In the Guru Granth Sahib, there appears countless times verses stating to the effect that :- "God is in charge and controls everything in the Universe. That nothing happens which is outside the Will of God. That God is the doer of all. That literally God IS All." These are not exact verses from the Granth Sahib but rather my understanding of verses. I do not think it would be necessary to quote any verses from the Granth Sahib as anyone reading it will bound to find countless verses stating to the effect. 

The problem I find is elsewhere the Granth Sahib (and many other holy scriptures) also state that: "Man is responsible for his actions. That Man has free will and can and should decide what is right and wrong."

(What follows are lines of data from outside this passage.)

//! Enriched detail data for one pokemon.
//!
//! Fetches the pokemon, its species and evolution chain, runs the evolution
//! tree builder and the type effectiveness calculator over them, and attaches
//! localized labels. The pokemon record and a well-formed evolution chain are
//! the only hard requirements; everything else degrades to empty data.

use std::collections::HashMap;

use futures::future::join_all;
use serde::{Deserialize, Serialize};
use tracing::{debug, info};

use crate::cache::CachedTypeSource;
use crate::client::PokeApiClient;
use crate::config::Settings;
use crate::effectiveness::{calculate_type_effectiveness, TypeEffectiveness};
use crate::errors::{EnrichmentResult, UpstreamResult};
use crate::evolution::{build_evolution_tree, collect_stages, EvolutionTreeNode, StageEntry};
use crate::localization::{
    display_name, flavor_text, translated_name, unique_flavor_texts, FlavorText, Locale,
};
use crate::type_source::TypeDetailsSource;
use schema::{EvolutionChain, PokemonAbilitySlot, PokemonStat};

#[derive(Debug, Clone, PartialEq, Eq, Serialize, Deserialize)]
#[serde(rename_all = "camelCase")]
pub struct TypeLabel {
    pub name: String,
    pub translated_name: String,
}

#[derive(Debug, Clone, PartialEq, Eq, Serialize, Deserialize)]
#[serde(rename_all = "camelCase")]
pub struct AbilityLabel {
    pub name: String,
    pub translated_name: String,
    pub is_hidden: bool,
}

#[derive(Debug, Clone, PartialEq, Eq, Serialize, Deserialize)]
#[serde(rename_all = "camelCase")]
pub struct StatLabel {
    pub name: String,
    pub translated_name: String,
    pub base_stat: u16,
}

#[derive(Debug, Clone, PartialEq, Serialize, Deserialize)]
#[serde(rename_all = "camelCase")]
pub struct EnrichedPokemon {
    pub name: String,
    pub display_name: String,
    pub flavor_text: Option<String>,
    pub flavor_texts: Vec<FlavorText>,
    pub evolutions: Vec<String>,
    pub evolution_chain_data: Option<EvolutionChain>,
    pub evolution_tree: Option<EvolutionTreeNode>,
    pub evolution_stages: Vec<Vec<StageEntry>>,
    pub type_effectiveness: TypeEffectiveness,
    pub types: Vec<TypeLabel>,
    pub abilities: Vec<AbilityLabel>,
    pub stats: Vec<StatLabel>,
}

pub struct EnrichmentService {
    client: PokeApiClient,
    types: Box<dyn TypeDetailsSource>,
}

impl EnrichmentService {
    pub fn new(client: PokeApiClient, types: Box<dyn TypeDetailsSource>) -> Self {
        Self { client, types }
    }

    /// Build the client from settings, caching type records when enabled.
    pub fn from_settings(settings: &Settings) -> UpstreamResult<Self> {
        let client = PokeApiClient::from_settings(settings)?;
        let types: Box<dyn TypeDetailsSource> = if settings.cache_types {
            Box::new(CachedTypeSource::new(client.clone()))
        } else {
            Box::new(client.clone())
        };
        Ok(Self::new(client, types))
    }

    pub async fn enrich(&self, name: &str, locale: Locale) -> EnrichmentResult<EnrichedPokemon> {
        let language = locale.code();
        let pokemon = self.client.fetch_pokemon(name).await?;

        let species_name = if pokemon.species.name.is_empty() {
            name
        } else {
            pokemon.species.name.as_str()
        };
        let species = self.client.fetch_species(species_name).await;

        let chain = match species.as_ref().and_then(|s| s.evolution_chain.as_ref()) {
            Some(reference) => self.client.fetch_evolution_chain(&reference.url).await,
            None => None,
        };
        let evolution_tree = chain
            .as_ref()
            .map(|c| build_evolution_tree(&c.chain))
            .transpose()?;

        let own_types = pokemon.type_names();
        // Own-type labels wait for the effectiveness lookups so a cold cache
        // fetches each own type once.
        let typing = async {
            let effectiveness =
                calculate_type_effectiveness(own_types.as_slice(), &*self.types).await;
            tokio::join!(
                self.translate_effectiveness(effectiveness, language),
                self.type_labels(&own_types, language),
            )
        };
        let ((type_effectiveness, types), abilities, stats) = tokio::join!(
            typing,
            self.ability_labels(&pokemon.abilities, language),
            self.stat_labels(&pokemon.stats, language),
        );

        info!(
            pokemon = %pokemon.name,
            language,
            has_evolution_chain = evolution_tree.is_some(),
            "enriched pokemon"
        );

        Ok(EnrichedPokemon {
            display_name: display_name(&pokemon.name),
            name: pokemon.name.clone(),
            flavor_text: species.as_ref().and_then(|s| flavor_text(s, language)),
            flavor_texts: species
                .as_ref()
                .map(|s| unique_flavor_texts(s, language))
                .unwrap_or_default(),
            evolutions: evolution_tree
                .as_ref()
                .map(EvolutionTreeNode::species_names)
                .unwrap_or_default(),
            evolution_stages: evolution_tree.as_ref().map(collect_stages).unwrap_or_default(),
            evolution_tree,
            evolution_chain_data: chain,
            type_effectiveness,
            types,
            abilities,
            stats,
        })
    }

    /// Replace opposing type names with their names in `language`.
    async fn translate_effectiveness(
        &self,
        effectiveness: TypeEffectiveness,
        language: &str,
    ) -> TypeEffectiveness {
        let mut distinct: Vec<String> = Vec::new();
        for type_name in effectiveness.opposing_types() {
            if !distinct.iter().any(|seen| seen == type_name) {
                distinct.push(type_name.to_string());
            }
        }

        let details = join_all(distinct.iter().map(|t| self.types.type_details(t))).await;
        let translations: HashMap<String, String> = distinct
            .iter()
            .zip(details)
            .filter_map(|(type_name, details)| {
                let details = details?;
                Some((
                    type_name.clone(),
                    translated_name(&details.names, language, type_name),
                ))
            })
            .collect();
        debug!(
            translated = translations.len(),
            total = distinct.len(),
            "translated opposing types"
        );

        effectiveness.map_type_names(|type_name| {
            translations
                .get(type_name)
                .cloned()
                .unwrap_or_else(|| type_name.to_string())
        })
    }

    async fn type_labels(&self, own_types: &[String], language: &str) -> Vec<TypeLabel> {
        let details = join_all(own_types.iter().map(|t| self.types.type_details(t))).await;
        own_types
            .iter()
            .zip(details)
            .map(|(type_name, details)| TypeLabel {
                name: type_name.clone(),
                translated_name: details
                    .map(|d| translated_name(&d.names, language, type_name))
                    .unwrap_or_else(|| type_name.clone()),
            })
            .collect()
    }

    async fn ability_labels(
        &self,
        slots: &[PokemonAbilitySlot],
        language: &str,
    ) -> Vec<AbilityLabel> {
        let details = join_all(
            slots
                .iter()
                .map(|slot| self.client.fetch_ability_details(&slot.ability.name)),
        )
        .await;

        slots
            .iter()
            .zip(details)
            .map(|(slot, details)| {
                let fallback = slot.ability.name.replace('-', " ");
                AbilityLabel {
                    name: slot.ability.name.clone(),
                    translated_name: details
                        .map(|d| translated_name(&d.names, language, &fallback))
                        .unwrap_or(fallback),
                    is_hidden: slot.is_hidden,
                }
            })
            .collect()
    }

    async fn stat_labels(&self, stats: &[PokemonStat], language: &str) -> Vec<StatLabel> {
        let details = join_all(
            stats
                .iter()
                .map(|stat| self.client.fetch_stat_details(&stat.stat.name)),
        )
        .await;

        stats
            .iter()
            .zip(details)
            .map(|(stat, details)| StatLabel {
                name: stat.stat.name.clone(),
                translated_name: details
                    .map(|d| translated_name(&d.names, language, &stat.stat.name))
                    .unwrap_or_else(|| stat.stat.name.clone()),
                base_stat: stat.base_stat,
            })
            .collect()
    }
}
// Pokedex Schema - Shared type definitions
// Serde models of the upstream Pokemon data API plus the static elemental
// type chart, shared by the enrichment engine and its offline tooling.

pub use api_data::*;
pub use pokemon_types::*;

pub mod api_data;
pub mod pokemon_types;
//! Settings with layered loading
//!
//! Precedence (lowest to highest):
//! 1. Compiled defaults
//! 2. Optional TOML file passed with `--config`
//! 3. Environment variables: `POKEDEX_*` prefix (e.g. `POKEDEX_BASE_URL`)

use std::path::Path;
use std::time::Duration;

use config::{Config, Environment, File};
use serde::{Deserialize, Serialize};

use crate::errors::ConfigError;
use crate::localization::Locale;

pub const DEFAULT_BASE_URL: &str = "https://pokeapi.co/api/v2";
pub const DEFAULT_TIMEOUT_SECS: u64 = 10;
const ENV_PREFIX: &str = "POKEDEX";

#[derive(Debug, Clone, PartialEq, Eq, Serialize, Deserialize)]
#[serde(default)]
pub struct Settings {
    /// Root of the upstream REST API, without trailing slash
    pub base_url: String,
    /// Per-request timeout; a timed-out optional lookup counts as missing data
    pub request_timeout_secs: u64,
    /// Language used when a request does not name one
    pub default_language: Locale,
    /// Keep type records in memory across requests
    pub cache_types: bool,
}

impl Default for Settings {
    fn default() -> Self {
        Self {
            base_url: DEFAULT_BASE_URL.to_string(),
            request_timeout_secs: DEFAULT_TIMEOUT_SECS,
            default_language: Locale::default(),
            cache_types: true,
        }
    }
}

impl Settings {
    /// Load settings from defaults, an optional file and the environment.
    pub fn load(path: Option<&Path>) -> Result<Self, ConfigError> {
        Self::load_with_env(path, Environment::with_prefix(ENV_PREFIX).try_parsing(true))
    }

    /// Same layering as [`Settings::load`] with the environment layer supplied
    /// by the caller.
    pub fn load_with_env(path: Option<&Path>, env: Environment) -> Result<Self, ConfigError> {
        let defaults = Settings::default();
        let mut builder = Config::builder()
            .set_default("base_url", defaults.base_url)?
            .set_default("request_timeout_secs", defaults.request_timeout_secs)?
            .set_default("default_language", defaults.default_language.code())?
            .set_default("cache_types", defaults.cache_types)?;

        if let Some(path) = path {
            builder = builder.add_source(File::from(path).required(true));
        }

        let settings: Settings = builder.add_source(env).build()?.try_deserialize()?;

        settings.validated()
    }

    pub fn validated(mut self) -> Result<Self, ConfigError> {
        let trimmed = self.base_url.trim().trim_end_matches('/');
        if trimmed.is_empty() {
            return Err(ConfigError::Invalid("base_url must not be empty".into()));
        }
        self.base_url = trimmed.to_string();

        if self.request_timeout_secs == 0 {
            return Err(ConfigError::Invalid(
                "request_timeout_secs must be positive".into(),
            ));
        }
        Ok(self)
    }

    pub fn request_timeout(&self) -> Duration {
        Duration::from_secs(self.request_timeout_secs)
    }
}
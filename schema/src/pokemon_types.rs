use serde::{Deserialize, Serialize};
use strum::{Display, EnumIter, EnumString, IntoEnumIterator};

use crate::{DamageRelations, NamedResource};

/// The elemental types known to the upstream API, named the way it names them.
#[derive(
    Debug,
    Clone,
    Copy,
    PartialEq,
    Eq,
    Hash,
    Serialize,
    Deserialize,
    Display,
    EnumString,
    EnumIter,
)]
#[serde(rename_all = "lowercase")]
#[strum(serialize_all = "lowercase", ascii_case_insensitive)]
pub enum PokemonType {
    Normal,
    Fighting,
    Flying,
    Poison,
    Ground,
    Rock,
    Bug,
    Ghost,
    Steel,
    Fire,
    Water,
    Grass,
    Electric,
    Psychic,
    Ice,
    Dragon,
    Dark,
    Fairy,
}

impl PokemonType {
    /// Calculate type effectiveness multiplier for attacking type vs defending type
    /// Returns: 2.0 = Super Effective, 1.0 = Normal, 0.5 = Not Very Effective, 0.0 = No Effect
    pub fn type_effectiveness(attacking: PokemonType, defending: PokemonType) -> f32 {
        use PokemonType::*;

        match (attacking, defending) {
            // Normal
            (Normal, Ghost) => 0.0,
            (Normal, Rock) | (Normal, Steel) => 0.5,
            (Normal, _) => 1.0,

            // Fire
            (Fire, Fire) | (Fire, Water) | (Fire, Rock) | (Fire, Dragon) => 0.5,
            (Fire, Grass) | (Fire, Ice) | (Fire, Bug) | (Fire, Steel) => 2.0,
            (Fire, _) => 1.0,

            // Water
            (Water, Water) | (Water, Grass) | (Water, Dragon) => 0.5,
            (Water, Fire) | (Water, Ground) | (Water, Rock) => 2.0,
            (Water, _) => 1.0,

            // Electric
            (Electric, Electric) | (Electric, Grass) | (Electric, Dragon) => 0.5,
            (Electric, Ground) => 0.0,
            (Electric, Water) | (Electric, Flying) => 2.0,
            (Electric, _) => 1.0,

            // Grass
            (Grass, Fire)
            | (Grass, Grass)
            | (Grass, Poison)
            | (Grass, Flying)
            | (Grass, Bug)
            | (Grass, Dragon)
            | (Grass, Steel) => 0.5,
            (Grass, Water) | (Grass, Ground) | (Grass, Rock) => 2.0,
            (Grass, _) => 1.0,

            // Ice
            (Ice, Fire) | (Ice, Water) | (Ice, Ice) | (Ice, Steel) => 0.5,
            (Ice, Grass) | (Ice, Ground) | (Ice, Flying) | (Ice, Dragon) => 2.0,
            (Ice, _) => 1.0,

            // Fighting
            (Fighting, Poison)
            | (Fighting, Flying)
            | (Fighting, Psychic)
            | (Fighting, Bug)
            | (Fighting, Fairy) => 0.5,
            (Fighting, Ghost) => 0.0,
            (Fighting, Normal)
            | (Fighting, Ice)
            | (Fighting, Rock)
            | (Fighting, Dark)
            | (Fighting, Steel) => 2.0,
            (Fighting, _) => 1.0,

            // Poison
            (Poison, Poison) | (Poison, Ground) | (Poison, Rock) | (Poison, Ghost) => 0.5,
            (Poison, Steel) => 0.0,
            (Poison, Grass) | (Poison, Fairy) => 2.0,
            (Poison, _) => 1.0,

            // Ground
            (Ground, Grass) | (Ground, Bug) => 0.5,
            (Ground, Flying) => 0.0,
            (Ground, Fire)
            | (Ground, Electric)
            | (Ground, Poison)
            | (Ground, Rock)
            | (Ground, Steel) => 2.0,
            (Ground, _) => 1.0,

            // Flying
            (Flying, Electric) | (Flying, Rock) | (Flying, Steel) => 0.5,
            (Flying, Grass) | (Flying, Fighting) | (Flying, Bug) => 2.0,
            (Flying, _) => 1.0,

            // Psychic
            (Psychic, Psychic) | (Psychic, Steel) => 0.5,
            (Psychic, Dark) => 0.0,
            (Psychic, Fighting) | (Psychic, Poison) => 2.0,
            (Psychic, _) => 1.0,

            // Bug
            (Bug, Fire)
            | (Bug, Fighting)
            | (Bug, Poison)
            | (Bug, Flying)
            | (Bug, Ghost)
            | (Bug, Steel)
            | (Bug, Fairy) => 0.5,
            (Bug, Grass) | (Bug, Psychic) | (Bug, Dark) => 2.0,
            (Bug, _) => 1.0,

            // Rock
            (Rock, Fighting) | (Rock, Ground) | (Rock, Steel) => 0.5,
            (Rock, Fire) | (Rock, Ice) | (Rock, Flying) | (Rock, Bug) => 2.0,
            (Rock, _) => 1.0,

            // Ghost
            (Ghost, Normal) => 0.0,
            (Ghost, Dark) => 0.5,
            (Ghost, Ghost) | (Ghost, Psychic) => 2.0,
            (Ghost, _) => 1.0,

            // Dragon
            (Dragon, Steel) => 0.5,
            (Dragon, Fairy) => 0.0,
            (Dragon, Dragon) => 2.0,
            (Dragon, _) => 1.0,

            // Dark
            (Dark, Fighting) | (Dark, Dark) | (Dark, Fairy) => 0.5,
            (Dark, Ghost) | (Dark, Psychic) => 2.0,
            (Dark, _) => 1.0,

            // Steel
            (Steel, Fire) | (Steel, Water) | (Steel, Electric) | (Steel, Steel) => 0.5,
            (Steel, Ice) | (Steel, Rock) | (Steel, Fairy) => 2.0,
            (Steel, _) => 1.0,

            // Fairy
            (Fairy, Fire) | (Fairy, Poison) | (Fairy, Steel) => 0.5,
            (Fairy, Fighting) | (Fairy, Dragon) | (Fairy, Dark) => 2.0,
            (Fairy, _) => 1.0,
        }
    }

    /// This type's chart entries in the upstream `damage_relations` shape.
    pub fn damage_relations(self) -> DamageRelations {
        let mut relations = DamageRelations::default();

        for other in PokemonType::iter() {
            let name = || NamedResource::named(other.to_string());

            match Self::type_effectiveness(other, self) {
                m if m == 0.0 => relations.no_damage_from.push(name()),
                m if m == 0.5 => relations.half_damage_from.push(name()),
                m if m == 2.0 => relations.double_damage_from.push(name()),
                _ => {}
            }

            match Self::type_effectiveness(self, other) {
                m if m == 0.0 => relations.no_damage_to.push(name()),
                m if m == 0.5 => relations.half_damage_to.push(name()),
                m if m == 2.0 => relations.double_damage_to.push(name()),
                _ => {}
            }
        }

        relations
    }
}

#[cfg(test)]
mod tests {
    use super::*;
    use rstest::rstest;
    use std::str::FromStr;

    fn names(list: &[NamedResource]) -> Vec<&str> {
        list.iter().map(|r| r.name.as_str()).collect()
    }

    #[rstest]
    #[case("fire", PokemonType::Fire)]
    #[case("Fairy", PokemonType::Fairy)]
    #[case("STEEL", PokemonType::Steel)]
    fn test_parses_upstream_names(#[case] raw: &str, #[case] expected: PokemonType) {
        assert_eq!(PokemonType::from_str(raw).unwrap(), expected);
        assert_eq!(expected.to_string(), raw.to_ascii_lowercase());
    }

    #[test]
    fn test_unknown_type_name_is_rejected() {
        assert!(PokemonType::from_str("shadow").is_err());
    }

    #[test]
    fn test_ghost_defensive_profile() {
        let relations = PokemonType::Ghost.damage_relations();
        assert_eq!(names(&relations.no_damage_from), vec!["normal", "fighting"]);
        assert_eq!(names(&relations.half_damage_from), vec!["poison", "bug"]);
        assert_eq!(names(&relations.double_damage_from), vec!["ghost", "dark"]);
    }

    #[test]
    fn test_damage_to_lists_mirror_attacking_chart() {
        let relations = PokemonType::Electric.damage_relations();
        assert_eq!(names(&relations.no_damage_to), vec!["ground"]);
        assert_eq!(names(&relations.double_damage_to), vec!["flying", "water"]);
        assert_eq!(
            PokemonType::type_effectiveness(PokemonType::Electric, PokemonType::Ground),
            0.0
        );
    }
}
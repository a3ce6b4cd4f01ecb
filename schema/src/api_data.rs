use serde::{Deserialize, Serialize};

/// A `{ name, url }` reference as returned by the upstream API.
///
/// Both fields default to empty so that structurally broken records still
/// deserialize and can be rejected by the caller with a precise error.
#[derive(Debug, Clone, Default, PartialEq, Eq, Serialize, Deserialize)]
pub struct NamedResource {
    #[serde(default)]
    pub name: String,
    #[serde(default)]
    pub url: String,
}

impl NamedResource {
    pub fn new(name: impl Into<String>, url: impl Into<String>) -> Self {
        Self {
            name: name.into(),
            url: url.into(),
        }
    }

    /// A reference with a name but no URL, as used inside damage relation lists.
    pub fn named(name: impl Into<String>) -> Self {
        Self::new(name, String::new())
    }
}

#[derive(Debug, Clone, PartialEq, Eq, Serialize, Deserialize)]
pub struct LocalizedName {
    pub name: String,
    pub language: NamedResource,
}

// --- Pokemon ---

#[derive(Debug, Clone, PartialEq, Eq, Serialize, Deserialize)]
pub struct PokemonTypeSlot {
    #[serde(default)]
    pub slot: u8,
    #[serde(rename = "type")]
    pub type_: NamedResource,
}

#[derive(Debug, Clone, PartialEq, Eq, Serialize, Deserialize)]
pub struct PokemonAbilitySlot {
    pub ability: NamedResource,
    #[serde(default)]
    pub is_hidden: bool,
}

#[derive(Debug, Clone, PartialEq, Eq, Serialize, Deserialize)]
pub struct PokemonStat {
    pub base_stat: u16,
    pub stat: NamedResource,
}

#[derive(Debug, Clone, Default, PartialEq, Eq, Serialize, Deserialize)]
pub struct Pokemon {
    pub name: String,
    #[serde(default)]
    pub species: NamedResource,
    #[serde(default)]
    pub types: Vec<PokemonTypeSlot>,
    #[serde(default)]
    pub abilities: Vec<PokemonAbilitySlot>,
    #[serde(default)]
    pub stats: Vec<PokemonStat>,
}

impl Pokemon {
    /// Names of the pokemon's own elemental types, in slot order.
    pub fn type_names(&self) -> Vec<String> {
        let mut slots: Vec<&PokemonTypeSlot> = self.types.iter().collect();
        slots.sort_by_key(|slot| slot.slot);
        slots.into_iter().map(|slot| slot.type_.name.clone()).collect()
    }
}

// --- Species ---

#[derive(Debug, Clone, PartialEq, Eq, Serialize, Deserialize)]
pub struct FlavorTextEntry {
    pub flavor_text: String,
    pub language: NamedResource,
    #[serde(default)]
    pub version: Option<NamedResource>,
}

#[derive(Debug, Clone, Default, PartialEq, Eq, Serialize, Deserialize)]
pub struct ApiResource {
    pub url: String,
}

#[derive(Debug, Clone, Default, PartialEq, Eq, Serialize, Deserialize)]
pub struct PokemonSpecies {
    pub name: String,
    #[serde(default)]
    pub evolution_chain: Option<ApiResource>,
    #[serde(default)]
    pub flavor_text_entries: Vec<FlavorTextEntry>,
    #[serde(default)]
    pub names: Vec<LocalizedName>,
}

// --- Evolution chains ---

#[derive(Debug, Clone, Default, PartialEq, Eq, Serialize, Deserialize)]
pub struct EvolutionDetail {
    #[serde(default)]
    pub min_level: Option<u32>,
    #[serde(default)]
    pub min_happiness: Option<u32>,
    #[serde(default)]
    pub item: Option<NamedResource>,
    #[serde(default)]
    pub trigger: Option<NamedResource>,
    #[serde(default)]
    pub time_of_day: String,
}

/// One node of an upstream evolution chain. Children live in `evolves_to`.
#[derive(Debug, Clone, Default, PartialEq, Eq, Serialize, Deserialize)]
pub struct EvolutionNode {
    #[serde(default)]
    pub species: Option<NamedResource>,
    #[serde(default)]
    pub evolution_details: Vec<EvolutionDetail>,
    #[serde(default)]
    pub evolves_to: Vec<EvolutionNode>,
}

impl EvolutionNode {
    pub fn new(name: impl Into<String>, url: impl Into<String>) -> Self {
        Self {
            species: Some(NamedResource::new(name, url)),
            evolution_details: Vec::new(),
            evolves_to: Vec::new(),
        }
    }

    pub fn with_evolution(mut self, child: EvolutionNode) -> Self {
        self.evolves_to.push(child);
        self
    }
}

#[derive(Debug, Clone, PartialEq, Eq, Serialize, Deserialize)]
pub struct EvolutionChain {
    pub id: u32,
    pub chain: EvolutionNode,
}

// --- Types, abilities, stats ---

/// One type's damage relations. Only the `*_from` lists describe the
/// defensive profile; the `*_to` lists are carried for completeness.
#[derive(Debug, Clone, Default, PartialEq, Eq, Serialize, Deserialize)]
pub struct DamageRelations {
    #[serde(default)]
    pub double_damage_from: Vec<NamedResource>,
    #[serde(default)]
    pub double_damage_to: Vec<NamedResource>,
    #[serde(default)]
    pub half_damage_from: Vec<NamedResource>,
    #[serde(default)]
    pub half_damage_to: Vec<NamedResource>,
    #[serde(default)]
    pub no_damage_from: Vec<NamedResource>,
    #[serde(default)]
    pub no_damage_to: Vec<NamedResource>,
}

#[derive(Debug, Clone, PartialEq, Eq, Serialize, Deserialize)]
pub struct TypeDetails {
    pub name: String,
    #[serde(default)]
    pub damage_relations: DamageRelations,
    #[serde(default)]
    pub names: Vec<LocalizedName>,
}

#[derive(Debug, Clone, PartialEq, Eq, Serialize, Deserialize)]
pub struct AbilityDetails {
    pub name: String,
    #[serde(default)]
    pub names: Vec<LocalizedName>,
}

#[derive(Debug, Clone, PartialEq, Eq, Serialize, Deserialize)]
pub struct StatDetails {
    pub name: String,
    #[serde(default)]
    pub names: Vec<LocalizedName>,
}
// In: src/lib.rs

//! Pokedex Enrichment Engine
//!
//! Turns upstream Pokemon records into the derived data a Pokedex detail page
//! needs: a branching evolution tree with its stages, and the net defensive
//! type effectiveness of a species' own types.

// --- MODULE DECLARATIONS ---
pub mod cache;
pub mod client;
pub mod config;
pub mod effectiveness;
pub mod enrichment;
pub mod errors;
pub mod evolution;
pub mod localization;
pub mod type_source;

// --- PUBLIC API RE-EXPORTS ---

// --- From the `schema` crate ---
// Upstream records and the static type chart.
pub use schema::{
    DamageRelations, EvolutionChain, EvolutionNode, NamedResource, Pokemon, PokemonSpecies,
    PokemonType, TypeDetails,
};

// --- From this crate's modules (`src/`) ---

// Core algorithms.
pub use effectiveness::{
    calculate_type_effectiveness, compose_type_effectiveness, DamageRelationLookup,
    TypeEffectiveness, TypeMultiplier,
};
pub use evolution::{build_evolution_tree, collect_stages, EvolutionTreeNode, StageEntry};

// Lookups, upstream access and orchestration.
pub use cache::CachedTypeSource;
pub use client::PokeApiClient;
pub use crate::config::Settings;
pub use enrichment::{EnrichedPokemon, EnrichmentService};
pub use localization::Locale;
pub use type_source::{StaticTypeChart, TypeDetailsSource};

// Crate-specific error and result types.
pub use errors::{
    ConfigError, EnrichmentError, EnrichmentResult, EvolutionDataError, EvolutionDataResult,
    UnknownLocaleError, UpstreamError, UpstreamResult,
};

My dear brothers and sisters,  I am confused! To my thinking both statements are contradictory. If God is the controller and doer of all,  how can Man have free will? If man has free will, then how can God be said to control and do EVERYTHING? If free will is within the Will of God, how can we say it is FREE?
If free will is an illusion, then why does God punish Man by sending him to hell or reward him by sending him to heaven? What need be there for a heaven or hell if all that man does is according to His Will?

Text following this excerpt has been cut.